--- EXERCISE BRIEF ---
All lines of the entries with "timestamp" in them must be listed.

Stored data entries
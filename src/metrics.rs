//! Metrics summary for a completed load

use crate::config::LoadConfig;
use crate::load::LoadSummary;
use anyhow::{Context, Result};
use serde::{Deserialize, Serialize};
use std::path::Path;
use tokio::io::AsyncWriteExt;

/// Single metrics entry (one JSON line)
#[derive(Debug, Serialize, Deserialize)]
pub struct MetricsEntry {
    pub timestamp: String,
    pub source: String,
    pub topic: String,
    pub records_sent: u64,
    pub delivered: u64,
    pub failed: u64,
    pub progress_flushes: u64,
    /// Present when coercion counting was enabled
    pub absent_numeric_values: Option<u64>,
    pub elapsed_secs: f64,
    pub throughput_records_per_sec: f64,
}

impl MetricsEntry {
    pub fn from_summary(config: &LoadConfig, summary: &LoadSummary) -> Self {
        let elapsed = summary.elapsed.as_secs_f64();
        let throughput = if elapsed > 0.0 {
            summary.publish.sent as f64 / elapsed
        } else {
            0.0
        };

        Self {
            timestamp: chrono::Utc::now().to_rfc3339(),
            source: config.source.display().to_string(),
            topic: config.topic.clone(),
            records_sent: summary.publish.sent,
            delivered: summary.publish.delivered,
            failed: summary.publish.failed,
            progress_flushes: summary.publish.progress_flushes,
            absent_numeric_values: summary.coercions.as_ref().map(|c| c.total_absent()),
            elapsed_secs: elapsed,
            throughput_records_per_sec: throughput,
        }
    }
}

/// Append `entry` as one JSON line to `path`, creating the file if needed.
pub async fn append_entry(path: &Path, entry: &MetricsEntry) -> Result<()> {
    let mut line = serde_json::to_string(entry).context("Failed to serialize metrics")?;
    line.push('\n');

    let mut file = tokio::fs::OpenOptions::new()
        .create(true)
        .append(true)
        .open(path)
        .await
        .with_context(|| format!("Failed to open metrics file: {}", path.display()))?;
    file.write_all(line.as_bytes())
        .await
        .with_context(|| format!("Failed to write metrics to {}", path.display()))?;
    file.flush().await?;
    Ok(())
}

==

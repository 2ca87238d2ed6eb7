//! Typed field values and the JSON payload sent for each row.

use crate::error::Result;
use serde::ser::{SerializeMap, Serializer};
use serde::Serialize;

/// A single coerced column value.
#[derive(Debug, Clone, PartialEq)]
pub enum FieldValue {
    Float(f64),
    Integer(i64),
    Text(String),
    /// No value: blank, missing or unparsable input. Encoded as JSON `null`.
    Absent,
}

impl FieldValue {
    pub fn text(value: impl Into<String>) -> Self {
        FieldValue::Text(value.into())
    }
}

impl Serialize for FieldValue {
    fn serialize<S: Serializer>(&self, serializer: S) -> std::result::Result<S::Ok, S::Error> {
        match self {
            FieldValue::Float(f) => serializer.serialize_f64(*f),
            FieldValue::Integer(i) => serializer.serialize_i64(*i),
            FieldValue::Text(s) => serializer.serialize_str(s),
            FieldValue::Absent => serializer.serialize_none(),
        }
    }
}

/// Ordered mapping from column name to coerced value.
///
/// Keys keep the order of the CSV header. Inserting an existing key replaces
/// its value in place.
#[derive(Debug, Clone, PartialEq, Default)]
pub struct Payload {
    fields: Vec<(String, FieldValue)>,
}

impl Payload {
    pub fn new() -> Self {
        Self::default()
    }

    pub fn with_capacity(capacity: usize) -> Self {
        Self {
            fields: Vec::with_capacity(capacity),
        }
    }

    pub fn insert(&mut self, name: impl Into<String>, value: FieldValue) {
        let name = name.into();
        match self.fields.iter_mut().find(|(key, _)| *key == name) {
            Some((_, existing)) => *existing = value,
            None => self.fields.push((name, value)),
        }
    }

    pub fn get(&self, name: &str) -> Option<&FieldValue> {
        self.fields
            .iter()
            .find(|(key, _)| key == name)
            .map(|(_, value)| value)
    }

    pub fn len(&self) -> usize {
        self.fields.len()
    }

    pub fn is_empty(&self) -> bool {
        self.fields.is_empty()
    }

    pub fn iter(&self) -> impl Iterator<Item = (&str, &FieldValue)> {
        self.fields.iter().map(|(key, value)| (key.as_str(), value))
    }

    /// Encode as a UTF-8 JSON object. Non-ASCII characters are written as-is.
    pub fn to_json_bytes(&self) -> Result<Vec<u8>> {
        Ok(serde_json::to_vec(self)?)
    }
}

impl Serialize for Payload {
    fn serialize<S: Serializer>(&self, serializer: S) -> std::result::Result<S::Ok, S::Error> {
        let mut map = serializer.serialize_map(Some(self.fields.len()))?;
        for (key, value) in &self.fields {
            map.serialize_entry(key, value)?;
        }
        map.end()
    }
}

==

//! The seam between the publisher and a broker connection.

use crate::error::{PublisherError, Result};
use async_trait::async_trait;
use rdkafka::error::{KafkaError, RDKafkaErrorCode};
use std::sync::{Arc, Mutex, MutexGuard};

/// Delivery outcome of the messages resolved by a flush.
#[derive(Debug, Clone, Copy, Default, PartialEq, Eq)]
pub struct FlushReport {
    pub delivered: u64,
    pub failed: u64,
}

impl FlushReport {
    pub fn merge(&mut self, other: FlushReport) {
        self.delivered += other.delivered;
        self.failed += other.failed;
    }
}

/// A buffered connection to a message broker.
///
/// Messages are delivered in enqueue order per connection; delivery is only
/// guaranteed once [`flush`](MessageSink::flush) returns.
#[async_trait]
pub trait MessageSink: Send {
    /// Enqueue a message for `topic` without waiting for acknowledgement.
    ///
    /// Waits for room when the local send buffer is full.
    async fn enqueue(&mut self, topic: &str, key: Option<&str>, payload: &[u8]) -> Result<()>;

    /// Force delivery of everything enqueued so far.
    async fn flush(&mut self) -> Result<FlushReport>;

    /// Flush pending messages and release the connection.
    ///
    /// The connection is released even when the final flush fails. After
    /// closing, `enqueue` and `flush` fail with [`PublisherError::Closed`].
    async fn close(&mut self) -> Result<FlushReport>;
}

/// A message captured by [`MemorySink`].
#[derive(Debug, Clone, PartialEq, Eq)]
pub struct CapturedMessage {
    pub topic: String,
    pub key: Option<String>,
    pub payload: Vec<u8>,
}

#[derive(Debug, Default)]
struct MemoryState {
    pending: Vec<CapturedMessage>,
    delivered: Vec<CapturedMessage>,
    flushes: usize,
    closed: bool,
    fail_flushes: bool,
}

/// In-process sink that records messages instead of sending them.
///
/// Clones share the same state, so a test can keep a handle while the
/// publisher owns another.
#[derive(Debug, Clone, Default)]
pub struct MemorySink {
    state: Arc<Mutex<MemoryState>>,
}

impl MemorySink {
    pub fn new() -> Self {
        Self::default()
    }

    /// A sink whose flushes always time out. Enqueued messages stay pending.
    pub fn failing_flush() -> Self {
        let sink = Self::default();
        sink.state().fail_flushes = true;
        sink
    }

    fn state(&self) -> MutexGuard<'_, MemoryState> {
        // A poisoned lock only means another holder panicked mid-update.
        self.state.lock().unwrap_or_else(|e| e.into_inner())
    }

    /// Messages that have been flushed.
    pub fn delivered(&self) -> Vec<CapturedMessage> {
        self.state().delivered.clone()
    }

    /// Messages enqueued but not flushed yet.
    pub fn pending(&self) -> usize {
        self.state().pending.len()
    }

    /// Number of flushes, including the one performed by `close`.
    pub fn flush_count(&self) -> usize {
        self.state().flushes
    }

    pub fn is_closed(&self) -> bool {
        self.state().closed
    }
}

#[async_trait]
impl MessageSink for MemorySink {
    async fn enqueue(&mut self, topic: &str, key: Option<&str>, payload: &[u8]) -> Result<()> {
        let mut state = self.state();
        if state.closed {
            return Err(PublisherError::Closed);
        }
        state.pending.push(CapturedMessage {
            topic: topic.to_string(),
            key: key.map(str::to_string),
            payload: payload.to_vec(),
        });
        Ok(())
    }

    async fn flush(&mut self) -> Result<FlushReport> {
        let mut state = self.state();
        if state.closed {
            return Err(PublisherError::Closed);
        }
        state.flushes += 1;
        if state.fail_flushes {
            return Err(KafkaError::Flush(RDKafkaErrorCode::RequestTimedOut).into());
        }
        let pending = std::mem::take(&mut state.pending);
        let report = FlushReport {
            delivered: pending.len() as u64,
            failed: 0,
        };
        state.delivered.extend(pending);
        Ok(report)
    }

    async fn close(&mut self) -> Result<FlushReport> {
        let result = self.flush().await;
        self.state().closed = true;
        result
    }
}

--- REPLY TO THE TASK ---
    pub timestamp: String,
            timestamp: chrono::Utc::now().to_rfc3339(),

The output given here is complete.